My shoes and socks would instantly go in the "STINKY FEET BOX" that Life Partner designed for me.
The "Stinky Feet Box" was an old shoe box that Life Partner decorated with stickers and coloured with magic markers.
Decals of feet, drawings of shoes with a green gas coming off them - and emblazened on the front in big bold block letters the words: "DAN'S STINKY FEET BOX".
Inside the foot box were spring-fresh dryer sheets, mounds of baby powder, a few cones of insense and a smattering of assorted potpourri.
The box was closed - and the nasty scent - sealed like a tomb.
"I can't believe it," Life Partner would say the next morning, opening up the box.
"Your socks...they're like...hard balls of....concrete!"
And it was true.
The rought texture of the rolled up balls of my socks felt more like STONE than cotton.
Regardless, when someone can tolerate a stench like that and WORK with it - make a compromise - and even set aside a little section of their home to a shoe box where my stink was welcome to stay - that's love baby.
That's true love.
That Christmas - our first Christmas together - Life Partner bought me a can of FOOT DEODOURANT.

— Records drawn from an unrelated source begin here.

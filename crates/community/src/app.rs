//! Wiring of the community domain onto the infrastructure layer.

use std::sync::Arc;

use thiserror::Error;

use civitas_auth::{Directory, ResourceOwner};
use civitas_events::{BusError, CommitNotice, EventBus};
use civitas_infra::notify::NotificationProvider;
use civitas_infra::{
    ActorResolver, CommandExecutor, CommandRegistry, DataStore, Dispatcher, DrainConfig, DrainError, OperationError,
    QueryExecutor, StoreDirectory,
};

use crate::commands::CommunityCommands;
use crate::model::{THREADS, ThreadRecord};
use crate::policies::{NotifyThreadCreated, ReferralXpPolicy, ThreadXpPolicy};
use crate::projections::CommunityStatsProjection;
use crate::queries::CommunityQueries;

#[derive(Debug, Error)]
pub enum WiringError {
    #[error(transparent)]
    Command(#[from] OperationError),

    #[error(transparent)]
    Drain(#[from] DrainError),
}

pub type Notices = Arc<dyn EventBus<CommitNotice, Error = BusError>>;

/// Everything a process needs to serve the community domain.
pub struct CommunityApp {
    pub store: Arc<dyn DataStore>,
    pub directory: Arc<dyn Directory>,
    pub resolver: ActorResolver,
    pub executor: Arc<CommandExecutor>,
    pub queries: QueryExecutor,
    pub commands: CommunityCommands,
    pub query_catalog: CommunityQueries,
    pub registry: CommandRegistry,
    pub dispatcher: Arc<Dispatcher>,
}

impl CommunityApp {
    pub fn new(
        store: Arc<dyn DataStore>,
        notifier: Arc<dyn NotificationProvider>,
        config: DrainConfig,
        notices: Option<Notices>,
    ) -> Result<Self, WiringError> {
        let directory: Arc<dyn Directory> = Arc::new(StoreDirectory::new(store.clone()).with_owner(
            "thread",
            THREADS,
            |thread: &ThreadRecord| ResourceOwner::new(thread.author_id).in_community(thread.community_id),
        ));

        let mut executor = CommandExecutor::new(store.clone(), directory.clone());
        let mut dispatcher = Dispatcher::new(store.clone(), config);
        if let Some(bus) = notices {
            executor = executor.with_notices(bus.clone());
            dispatcher = dispatcher.with_notices(bus);
        }
        let executor = Arc::new(executor);

        let commands = CommunityCommands::new();
        let mut registry = CommandRegistry::new();
        registry.register(commands.register_user.clone())?;
        registry.register(commands.create_community.clone())?;
        registry.register(commands.join_community.clone())?;
        registry.register(commands.create_thread.clone())?;
        registry.register(commands.delete_thread.clone())?;
        registry.register(commands.award_xp.clone())?;
        registry.register(commands.ban_user.clone())?;

        dispatcher.register_policy(Arc::new(ThreadXpPolicy::new(executor.clone(), commands.award_xp.clone())))?;
        dispatcher.register_policy(Arc::new(ReferralXpPolicy))?;
        dispatcher.register_policy(Arc::new(NotifyThreadCreated::new(notifier)))?;
        dispatcher.register_projection(Arc::new(CommunityStatsProjection))?;

        Ok(Self {
            resolver: ActorResolver::new(store.clone()),
            queries: QueryExecutor::new(store.clone(), directory.clone()),
            store,
            directory,
            executor,
            commands,
            query_catalog: CommunityQueries::new(),
            registry,
            dispatcher: Arc::new(dispatcher),
        })
    }

    /// Drain until every consumer is idle, including events emitted by
    /// policies along the way.
    pub fn settle(&self) -> Result<usize, DrainError> {
        self.dispatcher.settle(16)
    }
}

I was touched - and shocked because I didn't even know something like that existed.
At the same time - I was skeptical.
Bleach and dish soap - even chlorine pucks wouldn't work on my feet.
I didn't imagine this foot deodourant would.
Quelching the smell of my feet was like trying to put out a raging inferno with a misting spray bottle.
But - to my disbelief and life partner's wonder - it worked.
After I bathed - I'd spray my feet with this incredible miracle-spray and my feet would be dry as a mojave desert with absolutely NO scent - except maybe a HINT of sunflower.
Eventually - we were confident enough to throw out the "STINKY SHOE BOX" - pack away the wire brushes and return the comet to its rightful place - off the shampoo shelf and back under the kitchen sink, where it belonged.
Life Partner and I smiled at each other, our bare feet up and resting on the coffee table, side by side - together - shining and ecstatic with happiness - proof that no matter HOW STRONG - no foot-stank would EVER be powerful enough to rip the likes of us apart.
My salsa-farts however, well...I'm gonna save that for another blog.